How NOT to euthanize a hamster
This is a...
Once upon a time, in my youth, I had two hamsters...Tarzan and Jane. Both were male, fortunately, otherwise I might have ended up with a lot more hamsters. Things were good for a couple of years.
One day, I noticed that Jane, my tiny little fawn-colored hamster, had an issue. Something large, pink and nasty looking was extruding from his ass end. It looked as if his intestines were trying to creep out and expand. It looked...painful. Jane didn't seem to be in any pain however and so I just monitored the situation, hoping that the hamster would expire of natural causes before I had to make a decision. Yes...THAT decision.
My family was not big on euthanasia. Parakeets keeled over in their cages and were found feet up the next morning. A turtle baked to death once when Mom accidentally moved his terrarium into a shaft of sunlight for an entire day. And dogs simply took one way trips with my father in his truck...and I was told that he had found them a better home. Not until much later would I even be familiar with the term or realize its availability.
That left me with a problem though regarding Jane. Instinctively I knew that the humane thing to do would be to "put him down." I just couldn't figure out how to do it painlessly. My thoughts turned to suicide...or rather, how people kill themselves.
I ran scenarios through my head. What sounded relatively painless? Carbon Monoxide poisoning seemed to be a popular choice. Unfortunately, it would still be a few years before I would have a car or a driver's license. Not to mention the amount of work involved trying to find a closed container and a hose of the proper length and size to fit a tail pipe.
A lot of people seemed to favor a drug overdose...perhaps something like that would work. But then again, I didn't have access to any really lethal drugs. Wait a second...weren't pills and alcohol supposed to be a deadly mix? My mind quickly raced through the contents of our house. We had alcohol. Sure the vodka might be a bit watered down because of my sister, who was snitching it and didn't think I knew...but it would still probably work. And we did have some Tylenol time release capsules in the medicine cabinet. I could break one of those apart and the contents should do the trick...
And of course, if that didn't work...there was always the toilet.
I shuddered just thinking about it and decided that Jane would just have to die of natural causes. There was no way I could do any of those things. And so...I waited.
Weeks later and Jane could no longer walk comfortably around his cage. The ass bulge kept dragging and it was starting to look irritated and messy. With reluctance, I reached into Jane's cage, lifted the small hamster out and looked it in the eye. Jane was suffering...up close, I could see it. There was no sense putting it off any longer...
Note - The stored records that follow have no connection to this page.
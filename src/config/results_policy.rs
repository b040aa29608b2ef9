// ==========================================
// 成绩核算与评审引擎 - 核算策略参数
// ==========================================
// 职责: 定义核算/评审所需的命名参数及读取接口 (不包含实现)
// 红线: 阈值一律通过参数传入,引擎内不出现字面量
// ==========================================

use crate::domain::deliberation::QuorumPolicy;
use crate::domain::types::Mention;
use async_trait::async_trait;
use serde::{Deserialize, Serialize};
use std::error::Error;

pub type ConfigResult<T> = Result<T, Box<dyn Error + Send + Sync>>;

// ==========================================
// MentionThresholds - 评语等级阈值
// ==========================================
#[derive(Debug, Clone, Copy, PartialEq, Serialize, Deserialize)]
pub struct MentionThresholds {
    pub tres_bien: f64,
    pub bien: f64,
    pub assez_bien: f64,
    pub passable: f64,
}

impl Default for MentionThresholds {
    fn default() -> Self {
        Self {
            tres_bien: 16.0,
            bien: 14.0,
            assez_bien: 12.0,
            passable: 10.0,
        }
    }
}

impl MentionThresholds {
    /// 按阈值判定评语 (闭区间下界)
    pub fn classify(&self, average: f64) -> Mention {
        if average >= self.tres_bien {
            Mention::TresBien
        } else if average >= self.bien {
            Mention::Bien
        } else if average >= self.assez_bien {
            Mention::AssezBien
        } else if average >= self.passable {
            Mention::Passable
        } else {
            Mention::Ajourne
        }
    }

    /// 阈值必须严格递减
    pub fn is_monotonic(&self) -> bool {
        self.tres_bien > self.bien && self.bien > self.assez_bien && self.assez_bien > self.passable
    }
}

// ==========================================
// ResultsPolicy - 核算策略
// ==========================================
#[derive(Debug, Clone, Copy, PartialEq, Serialize, Deserialize)]
pub struct ResultsPolicy {
    pub score_min: f64,
    pub score_max: f64,
    pub elimination_threshold: f64,
    pub pass_threshold: f64,
    pub borderline_window: f64, // [pass - window, pass) 进入评审
    pub mentions: MentionThresholds,
    pub quorum_policy: QuorumPolicy,
}

impl Default for ResultsPolicy {
    fn default() -> Self {
        Self {
            score_min: 0.0,
            score_max: 20.0,
            elimination_threshold: 8.0,
            pass_threshold: 10.0,
            borderline_window: 1.0,
            mentions: MentionThresholds::default(),
            quorum_policy: QuorumPolicy::All,
        }
    }
}

impl ResultsPolicy {
    /// 校验参数自洽性, 返回问题描述列表
    pub fn check(&self) -> Vec<String> {
        let mut problems = Vec::new();
        if self.score_min >= self.score_max {
            problems.push(format!(
                "成绩区间无效: [{}, {}]",
                self.score_min, self.score_max
            ));
        }
        for (name, value) in [
            ("elimination_threshold", self.elimination_threshold),
            ("pass_threshold", self.pass_threshold),
        ] {
            if value < self.score_min || value > self.score_max {
                problems.push(format!("{}={} 超出成绩区间", name, value));
            }
        }
        if self.borderline_window < 0.0 {
            problems.push(format!("borderline_window={} 不能为负", self.borderline_window));
        }
        if !self.mentions.is_monotonic() {
            problems.push("评语阈值必须严格递减".to_string());
        }
        problems
    }
}

// ==========================================
// ResultsPolicyReader Trait
// ==========================================
// 实现者: ConfigManager (从 config_kv 表读取)
#[async_trait]
pub trait ResultsPolicyReader: Send + Sync {
    /// 淘汰线 (默认 8.0)
    async fn get_elimination_threshold(&self) -> ConfigResult<f64>;

    /// 及格线 (默认 10.0)
    async fn get_pass_threshold(&self) -> ConfigResult<f64>;

    /// 评审窗口宽度 (默认 1.0)
    async fn get_borderline_window(&self) -> ConfigResult<f64>;

    /// 评语阈值 (默认 16 / 14 / 12 / 10)
    async fn get_mention_thresholds(&self) -> ConfigResult<MentionThresholds>;

    /// 法定票数策略 (默认 ALL)
    async fn get_quorum_policy(&self) -> ConfigResult<QuorumPolicy>;

    /// 满分 (默认 20.0)
    async fn get_score_max(&self) -> ConfigResult<f64>;

    /// 组装完整策略; 参数不自洽时回退默认值
    async fn load_results_policy(&self) -> ConfigResult<ResultsPolicy> {
        let policy = ResultsPolicy {
            score_min: 0.0,
            score_max: self.get_score_max().await?,
            elimination_threshold: self.get_elimination_threshold().await?,
            pass_threshold: self.get_pass_threshold().await?,
            borderline_window: self.get_borderline_window().await?,
            mentions: self.get_mention_thresholds().await?,
            quorum_policy: self.get_quorum_policy().await?,
        };

        let problems = policy.check();
        if problems.is_empty() {
            Ok(policy)
        } else {
            tracing::warn!(?problems, "核算策略配置不自洽，使用默认策略");
            Ok(ResultsPolicy::default())
        }
    }
}

#[cfg(test)]
mod tests {
    use super::*;

    #[test]
    fn test_mention_classification_boundaries() {
        let t = MentionThresholds::default();
        assert_eq!(t.classify(16.0), Mention::TresBien);
        assert_eq!(t.classify(15.99), Mention::Bien);
        assert_eq!(t.classify(14.0), Mention::Bien);
        assert_eq!(t.classify(12.0), Mention::AssezBien);
        assert_eq!(t.classify(10.0), Mention::Passable);
        assert_eq!(t.classify(9.99), Mention::Ajourne);
        assert_eq!(t.classify(0.0), Mention::Ajourne);
    }

    #[test]
    fn test_default_policy_is_consistent() {
        assert!(ResultsPolicy::default().check().is_empty());

        let broken = ResultsPolicy {
            mentions: MentionThresholds {
                tres_bien: 12.0,
                bien: 14.0,
                assez_bien: 12.0,
                passable: 10.0,
            },
            pass_threshold: 25.0,
            ..ResultsPolicy::default()
        };
        assert_eq!(broken.check().len(), 2);
    }
}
I assembled the ingredients for the lethal cocktail...one capful of watered down Smirnoff vodka and the contents of a Tylenol capsule. My hand was shaking as I sucked up a portion of it into the eyedropper and carefully administered it to the hamster in my hand. Jane chewed on the Tylenol loudly. Crunch, crunch, crunch. Little by little I dosed my hamster until it began to sway from side to side. And then I waited...
About a half hour later, Jane lay on his back...the nasty butt growth fully visible. But instead of being dead, the hamster seemed to be fascinated with its own paws, sticking them in his mouth and rubbing them along his belly. Every once in a while there was a hiccup that shook his entire little furry body. The hamster was severely intoxicated...
With a sigh, I realized that this was just not working...and that left only one other option. The toilet. I didn't allow myself to think about it. Quickly I lifted the lid, deposited the hamster, shut the lid and fled the room. In the living room, I rocked back and forth in my mother's favorite chair...ticking off the seconds. In my mind's eye, all I could see was Jane, swimming desperately...drunkenly...in the toilet bowl...and I realized that I just couldn't do it. Immediately, I propelled myself from the chair and raced to the bathroom...lifted the lid...and sure enough, there was Jane, doing a mad doggy paddle. With relief, I reached in and retrieved my hamster, thankful that I had gotten there in time.
"I'm so sorry, Jane...I'm sorry. I can't do it. I know you are in pain...but I can't kill you," I cried stroking the wet fur with one finger, tears sliding down my cheek.
Jane looked at me...hiccupped once...and keeled over in my hand. Dead.
Now you would think that I would be relieved...mission accomplished. Jane was dead. But no...
"Jane!" I cried in horror, "Oh...no! Jane!!"
I started with chest compressions using my index finger. When that didn't work, I placed my mouth over Jane's Tidy Bowl flavored face and tried mouth to mouse resuscitation (I know...technically he was a hamster, but a mouse is a rodent too and it sounds better). Let me tell you something about that technique when employed on a hamster. It doesn't work. His little cheek pouches expanded and that was about it.
And that was how my mother found me when she arrived home...sitting in her chair with a dead hamster wrapped in a towel, rocking back and forth in the throes of grief and guilt.
I swore, from that day forward, that I would never again deliver death to an animal by my own hand. No matter how small a creature it was, I would gladly deliver it to a veterinarian and have them do it for me. I could excuse my actions due to youthful ignorance...but my conscience still pains me.